Ponts et fleuves III

                   807 fois j’ai cru qu’il allait m’en parler, 807 fois il a bredouillé, buté sur les mots, enchaîné à mi-voix sur une kyrielle de Bon, alors, tu sais, en fait… avant que son regard n’aille se perdre dans le ciel gris, soleil timoré, nuages épais et loucheurs, là-bas de l’autre côté de la vitre assombrie par d’anciennes coulures d’eau. Dans ma tête, en boucle : Vas-y Manuel, vas-y, jette-toi à l’eau, parle ! Nous deux, clairement télépathiquement incompatibles, et ma méthode-Coué-pour-Manuel, noyée dès la première brasse : pas une phrase entière, cohérente, parlant de ce dont il aurait dû parler. Dans ce temps infini d’hésitation, sorte de performance axée sur un néant minuscule, et, même si nano quelque chose, le néant est toujours le néant, pensais-je, donc, tandis que le temps passait, que Manuel paraissait toujours reclus sur le mode regard infranuageux, mes doigts s’impatientaient. Mes mains souvent me trahissent, elles abhorrent l’impassibilité de mes traits, elles me poussent toujours à la sortie de route. Il faut que je crée un pont entre nous, me suis-je dit, ne serait-ce qu’un tout petit pont, un lien, un zeste de pont, une idée minuscule de pierres qui enjambent les eaux …


                 Manuel touillait son café sans sucre, tachant le journal qu’on lisait, une tache de café en forme de sirène, enfin plutôt une sirène qui ressemblerait à un silure, et regardant toujours ailleurs, là et pas là. Il l’avala d’un coup son café. Puis, ses mains étalées et ouvertes sur la table se mirent à caresser le bois dans le sens des fibres. Moi, face à lui, le regard aéré de celle qui se réjouit de peu, tellement heureuse d’avoir dompté ses doigts en les occupant à de petits projets.
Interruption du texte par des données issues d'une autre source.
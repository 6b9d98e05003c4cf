use async_trait::async_trait;
use thiserror::Error;

use super::types::{AuthRequest, Identity};

#[derive(Debug, Error)]
pub enum AuthError {
    #[error("Authentication required")]
    NotAuthenticated,

    #[error("Invalid credentials: {0}")]
    InvalidCredentials(String),

    #[error("{user_id} may not act for owner {owner_id}")]
    Forbidden { user_id: String, owner_id: String },

    #[error("Configuration error: {0}")]
    ConfigurationError(String),
}

impl AuthError {
    /// Metric label for failures.
    pub fn label(&self) -> &'static str {
        match self {
            AuthError::NotAuthenticated => "not_authenticated",
            AuthError::InvalidCredentials(_) => "invalid_credentials",
            AuthError::Forbidden { .. } => "forbidden",
            AuthError::ConfigurationError(_) => "internal_error",
        }
    }
}

#[async_trait]
pub trait Authenticator: Send + Sync {
    /// Authenticate a request and return the identity
    async fn authenticate(&self, request: &AuthRequest) -> Result<Identity, AuthError>;

    /// Authenticate, then require the identity to act for `owner_id`.
    async fn authenticate_owner(
        &self,
        request: &AuthRequest,
        owner_id: &str,
    ) -> Result<Identity, AuthError> {
        let identity = self.authenticate(request).await?;
        if !identity.can_act_for(owner_id) {
            return Err(AuthError::Forbidden {
                user_id: identity.user_id,
                owner_id: owner_id.to_string(),
            });
        }
        Ok(identity)
    }

    /// Name of this authentication method
    fn method_name(&self) -> &'static str;
}
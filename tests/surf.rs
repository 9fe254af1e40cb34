use amira::{Atom, Kind, Vec3Array};

fn init_logging() {
    let _ = stderrlog::new().verbosity(4).init();
}

#[test]
fn parse_ascii_tetrahedron() {
    init_logging();
    let doc = amira::read("tests/data/tetrahedron.surf").unwrap();

    assert_eq!(doc.info.kind, Some(Kind::HyperSurface));
    assert_eq!(doc.info.version, Some("0.1"));
    assert!(!doc.info.is_binary);
    assert!(amira::is_hypersurface(&doc));

    // data[0].Parameters.Materials.Exterior.id == 1
    let parameters = doc.data[0]
        .as_block()
        .and_then(|block| block.get("Parameters"))
        .and_then(Atom::as_block)
        .expect("a Parameters block");
    let exterior = parameters
        .get("Materials")
        .and_then(Atom::as_block)
        .and_then(|materials| materials.get("Exterior"))
        .and_then(Atom::as_block)
        .expect("an Exterior material");
    assert_eq!(exterior.get("id").and_then(Atom::as_int), Some(1));

    let vertices = doc.data[1]
        .as_block()
        .and_then(|block| block.get("Vertices"))
        .and_then(Atom::as_vec3)
        .expect("a Vertices array");
    assert_eq!(vertices.shape(), [4, 3]);
    match vertices {
        Vec3Array::Float(rows) => assert_eq!(rows[0], [-1.0, -1.0, -1.0]),
        Vec3Array::Int(_) => panic!("Vertices must hold floats"),
    }

    let triangles = doc.data[2]
        .as_block()
        .and_then(|block| block.get("Triangles"))
        .and_then(Atom::as_vec3)
        .expect("a Triangles array");
    assert_eq!(triangles.shape(), [4, 3]);
    match triangles {
        Vec3Array::Int(rows) => {
            assert_eq!(rows, &vec![[1, 2, 3], [3, 2, 4], [4, 2, 1], [1, 3, 4]]);
        }
        Vec3Array::Float(_) => panic!("Triangles must hold ints"),
    }

    // the locator methods agree with the by-hand traversal
    assert_eq!(doc.vertices(), Some(vertices));
    assert_eq!(doc.triangles(), Some(triangles));
}

#[test]
fn materials_keep_declaration_order() {
    let input = b"# HyperSurface 0.1 ASCII\n\
\n\
Parameters {\n\
    Materials {\n\
        Exterior {\n\
        }\n\
        Inside {\n\
        }\n\
        Tumor {\n\
        }\n\
    }\n\
}\n";
    let doc = amira::read_stream(input).unwrap();
    let materials = doc
        .parameters()
        .and_then(|parameters| parameters.get("Materials"))
        .and_then(Atom::as_block)
        .expect("a Materials block");
    let names: Vec<&str> = materials.keys().collect();
    assert_eq!(names, ["Exterior", "Inside", "Tumor"]);

    // ids are guessed by position when none are declared
    let table = doc.materials().unwrap();
    let ids: Vec<Option<i64>> = table.iter().map(|material| material.id).collect();
    assert_eq!(ids, [Some(1), Some(2), Some(3)]);
}

#[test]
fn explicit_ids_stop_the_guessing() {
    let input = b"# HyperSurface 0.1 ASCII\n\
\n\
Parameters {\n\
    Materials {\n\
        Exterior {\n\
        }\n\
        Inside {\n\
            id 5\n\
        }\n\
        Tumor {\n\
        }\n\
    }\n\
}\n";
    let doc = amira::read_stream(input).unwrap();
    let ids: Vec<Option<i64>> = doc
        .materials()
        .unwrap()
        .iter()
        .map(|material| material.id)
        .collect();
    assert_eq!(ids, [Some(1), Some(5), None]);
}

#[test]
fn colliding_ids_are_rejected() {
    let input = b"# HyperSurface 0.1 ASCII\n\
\n\
Parameters {\n\
    Materials {\n\
        Exterior {\n\
            id 1\n\
        }\n\
        Inside {\n\
            id 1\n\
        }\n\
    }\n\
}\n";
    let doc = amira::read_stream(input).unwrap();
    match doc.materials() {
        Err(amira::Error::DuplicateKey { key, block }) => {
            assert_eq!(key, "1");
            assert_eq!(block, "Materials");
        }
        other => panic!("expected colliding ids to fail, got {:?}", other),
    }
}

#[test]
fn empty_materials_block() {
    let input = b"# HyperSurface 0.1 ASCII\n\
Parameters {\n\
    Materials {\n\
    }\n\
}\n";
    let doc = amira::read_stream(input).unwrap();
    let materials = doc
        .parameters()
        .and_then(|parameters| parameters.get("Materials"))
        .and_then(Atom::as_block)
        .expect("a Materials block");
    assert!(materials.is_empty());
    assert!(doc.materials().unwrap().is_empty());
}

#[test]
fn binary_hypersurface_arrays_are_big_endian() {
    init_logging();
    let mut input = b"# HyperSurface 0.1 BINARY\nVertices 2\n".to_vec();
    for value in [-1.0f32, -1.0, -1.0, 0.25, 0.5, 2.0] {
        input.extend_from_slice(&value.to_be_bytes());
    }
    input.extend_from_slice(b"\nTriangles 1\n");
    for value in [1i32, 2, 3] {
        input.extend_from_slice(&value.to_be_bytes());
    }
    input.push(b'\n');

    let doc = amira::read_stream(&input).unwrap();
    assert_eq!(doc.info.kind, Some(Kind::HyperSurface));
    assert!(doc.info.is_binary);
    assert_eq!(
        doc.vertices(),
        Some(&Vec3Array::Float(vec![
            [-1.0, -1.0, -1.0],
            [0.25, 0.5, 2.0],
        ]))
    );
    assert_eq!(doc.triangles(), Some(&Vec3Array::Int(vec![[1, 2, 3]])));
}

#[test]
fn unknown_header_still_parses() {
    let input = b"# FooMesh 9.9\nParameters {\n    foo 1\n}\n";
    let doc = amira::read_stream(input).unwrap();
    assert_eq!(doc.info.kind, None);
    assert_eq!(doc.info.version, None);
    assert!(!doc.info.is_binary);
    assert_eq!(
        doc.parameters().and_then(|p| p.get("foo")).and_then(Atom::as_int),
        Some(1)
    );
}

#[test]
fn read_surf_rejects_lattice_files() {
    let path = std::env::temp_dir().join(format!("amira-not-a-surf-{}.am", std::process::id()));
    std::fs::write(&path, b"# AmiraMesh 3D ASCII 2.0\ndefine Lattice 1 1 1\n").unwrap();
    let result = amira::read_surf(&path);
    std::fs::remove_file(&path).unwrap();
    match result {
        Err(amira::Error::Malformed(_)) => {}
        other => panic!("expected a malformed error, got {:?}", other),
    }
}

#[test]
fn read_surf_returns_the_data() {
    let data = amira::read_surf("tests/data/tetrahedron.surf").unwrap();
    assert_eq!(data.len(), 3);
    assert!(data[0].as_block().unwrap().contains_key("Parameters"));
}

#[test]
fn parsing_is_deterministic() {
    let input = std::fs::read("tests/data/tetrahedron.surf").unwrap();
    let first = amira::read_stream(&input).unwrap();
    let second = amira::read_stream(&input).unwrap();
    assert_eq!(first, second);
}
                 Au moment où la pluie a commencé à cingler la vitre, le garçon, serviette blanche au bras, joues creusées et dents nicotinées, a dit, C’est pas beau de jouer avec le matériel, on n’est pas à un cours de sculpture ou de Lego.
À cet instant précis, Manuel a quitté son coin de ciel humide et, tout sourire pour le garçon de café, Elle est douée mon amie, c’est ça que vous voulez dire, je sais bien que l’Empire romain a chu, mais, moi, tout comme vous, je crois aussi qu’elle a un avenir dans le BTP.